David Edmundson david at davidedmundson.co.uk
Tue Feb 21 09:53:09 UTC 2012


On Tue, Feb 21, 2012 at 9:34 AM, Daniele E. Domenichelli
<daniele.domenichelli at gmail.com> wrote:
> On 20/02/12 22:11, Stefan Majewsky wrote:
>>
>> Hi,
>>
>> on the GSoC ideas page, under "Telepathy", I saw a project to use
>> KDE-Telepathy to set up a multiplayer game in kdegames. It has a
>> "NOTE: We need to discuss this with KDE Games."
>>
>> As the de-facto libkdegames maintainer, I'd like to inform you that I
>> very much welcome this idea. I just removed the old KGGZ framework
>> from libkdegames, because it relies on a server infrastructure that
>> probably does not even work anymore, and I'd like to have a working
>> multiplayer solution very much.
>>
>> The best target for a KDE-Telepathy student would probably be KSirk,
>> because it already uses Jabber to set up a connection.
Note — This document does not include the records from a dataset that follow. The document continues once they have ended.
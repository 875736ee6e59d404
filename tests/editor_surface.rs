//! Integration tests for editor surfaces
//!
//! Exercises run/reset/copy/indent as a host would drive them, including the
//! races between a slow interpreter load, resets and repeated clicks.

mod support;

use proptest::prelude::*;
use pyground::runtime::progress::{module_progress, project_id, task_id};
use pyground::runtime::{
    Clipboard, ClipboardError, ExecutionResult, FailureKind, MemoryClipboard,
    MemoryProgressStore, ProgressStore, RunOutcome, RuntimeConfig, Selection,
};
use std::sync::Arc;
use std::sync::atomic::{AtomicUsize, Ordering};
use support::{gated_playground, playground};

fn counting_hook() -> (Arc<AtomicUsize>, impl Fn(&str) + Send + Sync + 'static) {
    let count = Arc::new(AtomicUsize::new(0));
    let hook_count = Arc::clone(&count);
    (count, move |_output: &str| {
        hook_count.fetch_add(1, Ordering::SeqCst);
    })
}

#[tokio::test]
async fn test_run_before_ready_waits_for_load() {
    let (playground, gate, _) = gated_playground(false);
    let surface = playground.surface("print('Hello, Python!')").build();

    let release = async {
        tokio::task::yield_now().await;
        assert!(surface.is_busy());
        gate.notify_one();
    };
    let (outcome, ()) = tokio::join!(surface.run(), release);

    let RunOutcome::Rendered(result) = outcome else {
        panic!("run was not rendered: {outcome:?}");
    };
    assert!(result.is_success());
    assert!(result.output().unwrap().contains("Hello, Python!"));
    assert_eq!(surface.rendered_output(), "Hello, Python!\n");
    assert!(!surface.is_busy());
}

#[tokio::test]
async fn test_double_run_renders_once() {
    let (playground, gate, _) = gated_playground(false);
    let (count, hook) = counting_hook();
    let surface = playground.surface("print(1)").on_success(hook).build();

    let release = async {
        tokio::task::yield_now().await;
        gate.notify_one();
    };
    let (first, second, ()) = tokio::join!(surface.run(), surface.run(), release);

    let outcomes = [first, second];
    let rendered = outcomes
        .iter()
        .filter(|o| matches!(o, RunOutcome::Rendered(_)))
        .count();
    let busy = outcomes.iter().filter(|o| **o == RunOutcome::Busy).count();
    assert_eq!((rendered, busy), (1, 1));
    assert_eq!(count.load(Ordering::SeqCst), 1);
    assert_eq!(surface.rendered_output(), "1\n");
}

#[tokio::test]
async fn test_reset_discards_in_flight_result() {
    let (playground, gate, _) = gated_playground(false);
    let (count, hook) = counting_hook();
    let surface = playground.surface("print('old')").on_success(hook).build();
    surface.set_text("print('edited')");

    let reset = async {
        tokio::task::yield_now().await;
        surface.reset();
        gate.notify_one();
    };
    let (outcome, ()) = tokio::join!(surface.run(), reset);

    assert_eq!(outcome, RunOutcome::Superseded);
    assert_eq!(surface.last_result(), None);
    assert_eq!(surface.text(), "print('old')");
    assert_eq!(count.load(Ordering::SeqCst), 0);

    // The next run proceeds normally.
    let outcome = surface.run().await;
    assert_eq!(
        outcome,
        RunOutcome::Rendered(ExecutionResult::Success {
            output: "old\n".into()
        })
    );
    assert_eq!(count.load(Ordering::SeqCst), 1);
}

#[tokio::test]
async fn test_hook_fires_once_per_success_never_on_failure() {
    let playground = playground(RuntimeConfig::default());
    let seen = Arc::new(parking_lot::Mutex::new(Vec::<String>::new()));
    let sink = Arc::clone(&seen);
    let surface = playground
        .surface("print('done')")
        .on_success(move |output: &str| sink.lock().push(output.to_string()))
        .build();

    surface.run().await;
    surface.run().await;
    assert_eq!(*seen.lock(), vec!["done\n".to_string(), "done\n".to_string()]);

    surface.set_text("print(missing)");
    let outcome = surface.run().await;
    let RunOutcome::Rendered(result) = outcome else {
        panic!("expected a rendered failure");
    };
    assert_eq!(result.failure_kind(), Some(FailureKind::ProgramFault));
    assert_eq!(seen.lock().len(), 2);

    surface.set_text("x = 1");
    surface.run().await;
    assert_eq!(seen.lock().last().map(String::as_str), Some("Code executed successfully (no output)"));
}

#[tokio::test]
async fn test_concurrent_surfaces_do_not_cross_talk() {
    let playground = playground(RuntimeConfig::default());
    let a = playground.surface("print('A')\nprint('A')").build();
    let b = playground.surface("print('B')\nprint('B')").build();

    let (ra, rb) = tokio::join!(a.run(), b.run());
    assert_eq!(
        ra,
        RunOutcome::Rendered(ExecutionResult::Success { output: "A\nA\n".into() })
    );
    assert_eq!(
        rb,
        RunOutcome::Rendered(ExecutionResult::Success { output: "B\nB\n".into() })
    );
}

#[test]
fn test_copy_writes_current_text() {
    let playground = playground(RuntimeConfig::default());
    let clipboard = Arc::new(MemoryClipboard::new());
    let surface = playground
        .surface("print('initial')")
        .clipboard(clipboard.clone())
        .build();

    surface.set_text("x = 1");
    assert!(surface.copy());
    assert_eq!(clipboard.contents().as_deref(), Some("x = 1"));
}

struct DeniedClipboard;

impl Clipboard for DeniedClipboard {
    fn write_text(&self, _text: &str) -> Result<(), ClipboardError> {
        Err(ClipboardError::Rejected("permission denied".into()))
    }
}

#[test]
fn test_copy_failure_is_not_an_execution_result() {
    let playground = playground(RuntimeConfig::default());
    let surface = playground
        .surface("x = 1")
        .clipboard(Arc::new(DeniedClipboard))
        .build();
    assert!(!surface.copy());
    assert_eq!(surface.last_result(), None);
}

#[tokio::test]
async fn test_read_only_surface_still_runs() {
    let playground = playground(RuntimeConfig::default());
    let surface = playground.surface("print(2 ** 10)").read_only(true).build();
    assert!(!surface.set_text("print(0)"));
    assert_eq!(surface.indent(Selection::caret(0)), None);
    assert_eq!(surface.run().await, RunOutcome::Rendered(ExecutionResult::Success { output: "1024\n".into() }));
}

#[tokio::test]
async fn test_task_surface_records_completion() {
    let playground = playground(RuntimeConfig::default());
    let store = Arc::new(MemoryProgressStore::new());
    let id = task_id(1, 2, 1);

    let surface = playground
        .surface("print('solved')")
        .task(id.clone(), store.clone())
        .build();
    assert_eq!(surface.task_id(), Some(id.as_str()));
    assert!(!surface.task_completed());

    surface.set_text("raise ValueError('not yet')");
    surface.run().await;
    assert!(!store.is_completed(&id));

    surface.reset();
    surface.run().await;
    surface.run().await;
    assert_eq!(store.completed(), vec![id.clone()]);

    let remounted = playground.surface("").task(id.clone(), store.clone()).build();
    assert!(remounted.task_completed());

    store.mark_completed(&project_id(1));
    let progress = module_progress(store.as_ref(), 1, 3);
    assert_eq!((progress.completed, progress.total), (2, 4));
}

proptest! {
    #[test]
    fn reset_restores_initial_text(
        initial in ".{0,40}",
        edits in prop::collection::vec(".{0,20}", 0..5),
        carets in prop::collection::vec(0usize..60, 0..5),
    ) {
        let playground = playground(RuntimeConfig::default());
        let surface = playground.surface(initial.clone()).build();
        for edit in &edits {
            surface.set_text(edit.clone());
        }
        for caret in &carets {
            surface.indent(Selection::caret(*caret));
        }
        surface.reset();
        prop_assert_eq!(surface.text(), initial.clone());
        surface.reset();
        prop_assert_eq!(surface.text(), initial);
    }

    #[test]
    fn indent_inserts_unit_and_places_caret(
        text in ".{0,40}",
        a in 0usize..50,
        b in 0usize..50,
    ) {
        let playground = playground(RuntimeConfig::default());
        let surface = playground.surface(text.clone()).build();
        let (start, end) = (a.min(b), a.max(b));
        let len = text.chars().count();
        let (clamped_start, clamped_end) = (start.min(len), end.min(len));

        let caret = surface.indent(Selection { start, end });
        prop_assert_eq!(caret, Some(clamped_start + 4));

        let expected: String = text
            .chars()
            .take(clamped_start)
            .chain("    ".chars())
            .chain(text.chars().skip(clamped_end))
            .collect();
        prop_assert_eq!(surface.text(), expected);
    }
}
It would be
>> great to port this in order to remove the giant heap of code that's
>> used for the Jabber connection.
>>
>> Because of real-life commitments, I will very likely not be available
>> as a mentor, but I volunteer for co-mentoring on this project from the
>> kdegames side of things, if desired.
>>
>> Greetings
>> Stefan
>
>
> Hi Stefan,
>
> I'm really glad you like the idea, I've been planning to write on the
> kde-games mailing list about this, but I didn't have time to do it.
> I had a look at KSirk code long time ago (actually 2 years ago when I was
> trying to write a project for GSoC when I was a student) and I think that
> porting it to use telepathy shouldn't be hard to do, because using telepathy
> you have "Tubes" that are a very easy mechanism for connecting applications:
> Streamtubes give you a QSocket that you can use exactly like a normal socket
> and DBusTubes give you a peer-to-peer QDBusConnection that is slightly
> different from a connection to DBus server, but can be used almost in the
> same way.
>
> If I remember correctly, in KSirc you already have a protocol that you use
> over TCP/IP or over Jabber, therefore a streamtube is probably the best
> option. You just need some code to choose the contact and connect and then
> you just need to use the QSocket that is created by the streamtube. The same
> is probably valid for Kbattleship (but I didn't check the source code)
>
> This makes, in my opinion, the project a little too short, that's why I was
> suggesting to add some more stuff to the project, like implementing
> multiplayer in some game that doesn't have it yet, or some kind of library
> to measure latency, or something else.
> What were the features offered by the KGGZ framework? we could use that as a
> model for writing the library...

> Maybe I'm wrong, but I think it is better to have a bigger project that we
> realize during the implementation that it cannot be finished, rather than a
> project that is finished after one month.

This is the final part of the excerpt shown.